Why Your Result Might Be Unexpectedly High
Seeing an elevated glucose number doesn’t necessarily mean diabetes. Physical or emotional stress triggers a hormonal response that floods the bloodstream with glucose. Your liver ramps up glucose production, and your cells become temporarily resistant to insulin. This is called stress hyperglycemia, and it’s well documented in people recovering from surgery, injury, or critical illness. If your blood was drawn during a stressful event or hospital stay, an elevated reading may reflect that temporary state rather than a chronic condition.
Certain medications can also raise blood sugar. Corticosteroids (commonly prescribed for inflammation and autoimmune conditions) are among the most well-known culprits. Some blood pressure medications, asthma inhalers, and newer cancer therapies can have the same effect. If you’re taking any of these, your doctor may want to monitor glucose more frequently.
It’s also worth noting that what you ate the night before can influence a fasting test. Even a late-night snack within the fasting window can elevate results. Illness, poor sleep, and dehydration can all nudge numbers higher as well.

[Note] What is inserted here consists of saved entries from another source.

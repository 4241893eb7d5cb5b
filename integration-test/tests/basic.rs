use dbg_core::{DebugError, Debugger, NativeBackend};
use integration_test::{compile_source, symbol_address, RecordingSink};
use std::error::Error;

// Set a breakpoint, hit it, then delete it.
#[test]
fn test_set_hit_delete_breakpoint() -> Result<(), Box<dyn Error>> {
    let binary_path = compile_source("target.c")?;
    let target_addr = symbol_address(&binary_path, "target")?;

    let mut sink = RecordingSink::default();
    let mut dbg: Debugger<NativeBackend> = Debugger::create(&[binary_path.clone()], &mut sink)?;

    let index = dbg.set_breakpoint(target_addr)?;
    assert_eq!(dbg.breakpoint_count(), 1);

    dbg.go(&mut sink)?;

    // A breakpoint hit is reported by where execution stopped, not through
    // the message sink.
    assert_eq!(dbg.pc()?, target_addr);
    assert_eq!(dbg.current_breakpoint_index()?, Some(index));

    dbg.delete_breakpoint(index)?;
    assert_eq!(dbg.breakpoint_count(), 0);

    // With the breakpoint gone the target should just run to completion.
    dbg.go(&mut sink)?;
    assert_eq!(sink.exited.len(), 1);

    std::fs::remove_file(&binary_path)?;
    Ok(())
}

// A breakpoint at an address already covered by another is rejected, and
// the rejected insert leaves no trace in the table.
#[test]
fn test_overlap_rejected() -> Result<(), Box<dyn Error>> {
    let binary_path = compile_source("target.c")?;
    let target_addr = symbol_address(&binary_path, "target")?;

    let mut sink = RecordingSink::default();
    let mut dbg: Debugger<NativeBackend> = Debugger::create(&[binary_path.clone()], &mut sink)?;

    dbg.set_breakpoint(target_addr)?;
    let err = dbg.set_breakpoint(target_addr).unwrap_err();
    assert!(matches!(err, DebugError::Overlap { vaddr } if vaddr == target_addr));
    // A failed insert must not have left a stray entry behind.
    assert_eq!(dbg.breakpoint_count(), 1);

    dbg.quit()?;
    std::fs::remove_file(&binary_path)?;
    Ok(())
}

// Stepping over an installed breakpoint temporarily unpatches, steps, and
// re-patches, leaving the PC past the breakpoint's instruction, and never
// reports the step itself as an asynchronous signal.
#[test]
fn test_step_over_breakpoint() -> Result<(), Box<dyn Error>> {
    let binary_path = compile_source("target.c")?;
    let target_addr = symbol_address(&binary_path, "target")?;

    let mut sink = RecordingSink::default();
    let mut dbg: Debugger<NativeBackend> = Debugger::create(&[binary_path.clone()], &mut sink)?;

    let index = dbg.set_breakpoint(target_addr)?;
    dbg.go(&mut sink)?;
    assert_eq!(dbg.current_breakpoint_index()?, Some(index));

    dbg.step()?;
    let pc_after = dbg.pc()?;
    assert_ne!(pc_after, target_addr);
    assert_eq!(dbg.current_breakpoint_index()?, None);
    assert!(sink.signals.is_empty());

    dbg.delete_breakpoint(index)?;
    dbg.quit()?;
    std::fs::remove_file(&binary_path)?;
    Ok(())
}

// A write spanning an installed breakpoint leaves the trapping opcode
// resident in target memory while the logical view reflects the write.
#[test]
fn test_write_memory_spanning_breakpoint() -> Result<(), Box<dyn Error>> {
    let binary_path = compile_source("target.c")?;
    let target_addr = symbol_address(&binary_path, "target")?;

    let mut sink = RecordingSink::default();
    let mut dbg: Debugger<NativeBackend> = Debugger::create(&[binary_path.clone()], &mut sink)?;

    let index = dbg.set_breakpoint(target_addr)?;
    let original_byte = dbg.list_breakpoints().next().unwrap().original[0];

    // Write a range that starts one byte before the patch and ends one
    // byte after it, so the write genuinely spans the breakpoint rather
    // than just touching its first byte.
    let write = [0x11, 0x22, 0x33];
    dbg.write_memory(target_addr - 1, &write)?;

    // The logical view reports exactly what was written...
    let mut logical_after = [0u8; 3];
    dbg.read_memory(target_addr - 1, &mut logical_after)?;
    assert_eq!(logical_after, write);

    // ...while the breakpoint's saved original (not target memory) absorbed
    // the byte that fell inside the patch, leaving the trap itself intact.
    assert_eq!(dbg.list_breakpoints().next().unwrap().original[0], write[1]);
    assert_ne!(dbg.list_breakpoints().next().unwrap().original[0], original_byte);

    dbg.delete_breakpoint(index)?;
    dbg.quit()?;
    std::fs::remove_file(&binary_path)?;
    Ok(())
}

// Reading/writing a register round-trips the written value.
#[test]
fn test_register_round_trip() -> Result<(), Box<dyn Error>> {
    let binary_path = compile_source("target.c")?;

    let mut sink = RecordingSink::default();
    let mut dbg: Debugger<NativeBackend> = Debugger::create(&[binary_path.clone()], &mut sink)?;

    dbg.set_register(dbg_core::Register::Ax, 0x1122334455667788)?;
    assert_eq!(dbg.get_register(dbg_core::Register::Ax)?, 0x1122334455667788);

    dbg.quit()?;
    std::fs::remove_file(&binary_path)?;
    Ok(())
}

Low Blood Sugar and What It Feels Like
On the other end of the spectrum, a serum glucose below 70 mg/dL is considered low for anyone taking insulin or certain diabetes medications. Hypoglycemia is classified in three levels of severity. Level 1 (mild) ranges from 54 to 69 mg/dL and usually causes shakiness, sweating, or hunger. Level 2 (moderate) drops below 54 mg/dL, where the brain starts running short on fuel, leading to confusion, difficulty concentrating, or blurred vision. Level 3 is any episode severe enough that you need someone else’s help to recover.

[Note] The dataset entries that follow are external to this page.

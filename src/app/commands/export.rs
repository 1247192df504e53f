//! `export`: requirements files and dependency graphs.

use std::fmt::Write as _;
use std::path::{Path, PathBuf};

use clap::ValueEnum;
use serde::Serialize;
use tracing::info;

use crate::app::AppContext;
use crate::domain::config::ScmConfig;
use crate::domain::{AppError, MessageKey, ScanReport, Severity, Substitutions};
use crate::ports::{Reporter, ShellRunner, TemplateFetcher};

use super::{scan::report_failures, write_file};

/// What to export.
#[derive(Debug, Clone, Copy, Default, PartialEq, Eq, ValueEnum)]
pub enum ExportKind {
    /// Requirements for `ansible-galaxy install -r`.
    #[default]
    Reqs,
    /// Graphviz DOT digraph of role dependencies.
    Graph,
}

/// Requirements file layout.
#[derive(Debug, Clone, Copy, Default, PartialEq, Eq, ValueEnum)]
pub enum ReqsFormat {
    #[default]
    Yml,
    Txt,
}

/// Where the export went.
#[derive(Debug, PartialEq, Eq)]
pub enum ExportTarget {
    File(PathBuf),
    Stdout,
}

#[derive(Debug, Serialize)]
struct Requirement {
    src: String,
    name: String,
}

pub fn execute<R: Reporter, S: ShellRunner, F: TemplateFetcher>(
    ctx: &AppContext<R, S, F>,
    path: Option<&Path>,
    kind: ExportKind,
    format: ReqsFormat,
    out: Option<&Path>,
) -> Result<(ExportTarget, ScanReport), AppError> {
    let root = ctx.resolver().resolve(path)?;
    let report = ctx.scanner().scan(&root)?;
    if report.is_empty() {
        ctx.say(Severity::Skipped, MessageKey::EmptyRolesPath, &Substitutions::new(), root.display())?;
    }
    report_failures(ctx, &report);

    let document = match kind {
        ExportKind::Reqs => {
            let requirements = requirements(&report, &ctx.config().scm);
            match format {
                ReqsFormat::Yml => reqs_yml(&requirements)?,
                ReqsFormat::Txt => reqs_txt(&requirements),
            }
        }
        ExportKind::Graph => dependency_graph(&report),
    };
    info!(?kind, ?format, roles = report.roles.len(), "exported roles");

    let target = match out {
        Some(out) => {
            let file = ctx.resolver().output(out);
            write_file(&file, &document)?;
            ctx.say(Severity::Ok, MessageKey::ExportSuccess, &Substitutions::new(), file.display())?;
            ExportTarget::File(file)
        }
        None => {
            ctx.reporter().output(&document);
            ExportTarget::Stdout
        }
    };
    Ok((target, report))
}

fn requirements(report: &ScanReport, scm: &ScmConfig) -> Vec<Requirement> {
    report
        .roles
        .iter()
        .map(|role| Requirement {
            src: scm.source_for(&role.name).unwrap_or_else(|| scm.galaxy_name(&role.name)),
            name: role.name.clone(),
        })
        .collect()
}

fn reqs_yml(requirements: &[Requirement]) -> Result<String, AppError> {
    if requirements.is_empty() {
        return Ok("---\n[]\n".to_string());
    }
    let body = serde_yaml::to_string(requirements)
        .map_err(|err| AppError::yaml("requirements.yml", err))?;
    Ok(format!("---\n{}", body))
}

fn reqs_txt(requirements: &[Requirement]) -> String {
    requirements
        .iter()
        .map(|req| {
            if req.src == req.name {
                format!("{}\n", req.name)
            } else {
                format!("{},,{}\n", req.src, req.name)
            }
        })
        .collect()
}

fn dependency_graph(report: &ScanReport) -> String {
    let mut dot = String::from("digraph role_dependencies {\n");
    for role in &report.roles {
        let dependencies = role.galaxy.as_ref().map(|galaxy| galaxy.dependencies.as_slice()).unwrap_or_default();
        if dependencies.is_empty() {
            let _ = writeln!(dot, "    {};", dot_id(&role.name));
        }
        for dependency in dependencies {
            let _ = writeln!(dot, "    {} -> {};", dot_id(&role.name), dot_id(dependency));
        }
    }
    dot.push_str("}\n");
    dot
}

/// Quoted DOT identifier.
fn dot_id(name: &str) -> String {
    let mut id = String::with_capacity(name.len() + 2);
    id.push('"');
    for ch in name.chars() {
        if matches!(ch, '"' | '\\') {
            id.push('\\');
        }
        id.push(ch);
    }
    id.push('"');
    id
}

For people without diabetes, true hypoglycemia is less common but does occur. The classic diagnostic pattern involves three things happening together: symptoms of low blood sugar, a measured glucose below 55 mg/dL at the time of those symptoms, and relief once sugar is consumed.
How to Prepare for the Test
If your doctor orders a fasting glucose test, you’ll need to avoid eating overnight, generally for 8 to 12 hours before the blood draw. Water is fine and encouraged, since dehydration can make veins harder to access. Morning appointments are easiest because most of the fasting happens while you sleep.

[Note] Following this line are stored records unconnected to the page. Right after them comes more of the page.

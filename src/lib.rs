//! ansigenome: scan, document and scaffold Ansible roles.

pub mod app;
pub mod domain;
pub mod ports;
pub mod services;

#[cfg(test)]
pub(crate) mod testing;

pub use app::api::{ActionOutcome, ActionRequest, execute, execute_with};
pub use domain::{Action, AppError, MessageCatalog, dispatch};
mod common;

use common::TestContext;
use predicates::prelude::*;

#[test]
fn export_reqs_yml_to_stdout() {
    let ctx = TestContext::new();
    ctx.role("nginx");

    ctx.cli()
        .arg("export")
        .assert()
        .success()
        .stdout(predicate::str::contains("- src: nginx\n  name: nginx"));
}

#[test]
fn export_reqs_txt_with_scm_config() {
    let ctx = TestContext::new();
    ctx.role("nginx");
    let config = ctx.write("ansigenome.toml", "[scm]\nuser = \"acme\"\n");

    ctx.cli()
        .args(["export", "-f", "txt", "-c"])
        .arg(&config)
        .assert()
        .success()
        .stdout(predicate::str::contains("https://github.com/acme/nginx,,nginx"));
}

#[test]
fn export_graph_to_file() {
    let ctx = TestContext::new();
    ctx.role("nginx");
    ctx.write("playbooks/roles/nginx/meta/main.yml", "dependencies: [common]\n");

    ctx.cli()
        .args(["export", "-t", "graph", "-o", "deps.dot"])
        .assert()
        .success()
        .stdout(predicate::str::contains("The roles were exported to:"));

    assert!(ctx.read("deps.dot").contains("\"nginx\" -> \"common\";"));
}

For a random glucose test or an A1C test (which measures average blood sugar over two to three months), no fasting is needed. You can eat and drink normally beforehand. If you use a continuous glucose monitor at home, be aware that certain common substances, including acetaminophen (Tylenol), albuterol inhalers, and even red wine, can cause the monitor’s readings to drift higher than your actual blood glucose. These interferences affect the sensor, not your actual blood sugar, so a lab-drawn serum or plasma test will still give an accurate number.
Reading Your Lab Report
Your results will typically appear in mg/dL (milligrams per deciliter) in the United States, or mmol/L in many other countries. To convert, divide the mg/dL number by 18. So 100 mg/dL equals about 5.6 mmol/L.
The report will usually list a reference range next to your result, something like 70 to 99 mg/dL. If your value falls outside that range, it will often be flagged with an “H” for high or “L” for low. A single flagged result isn’t a diagnosis. Diabetes requires confirmation through a second test on a different day, or through a combination of tests such as fasting glucose plus an A1C. Prediabetes similarly needs context: your age, weight, family history, and other lab values all factor into what your doctor recommends next.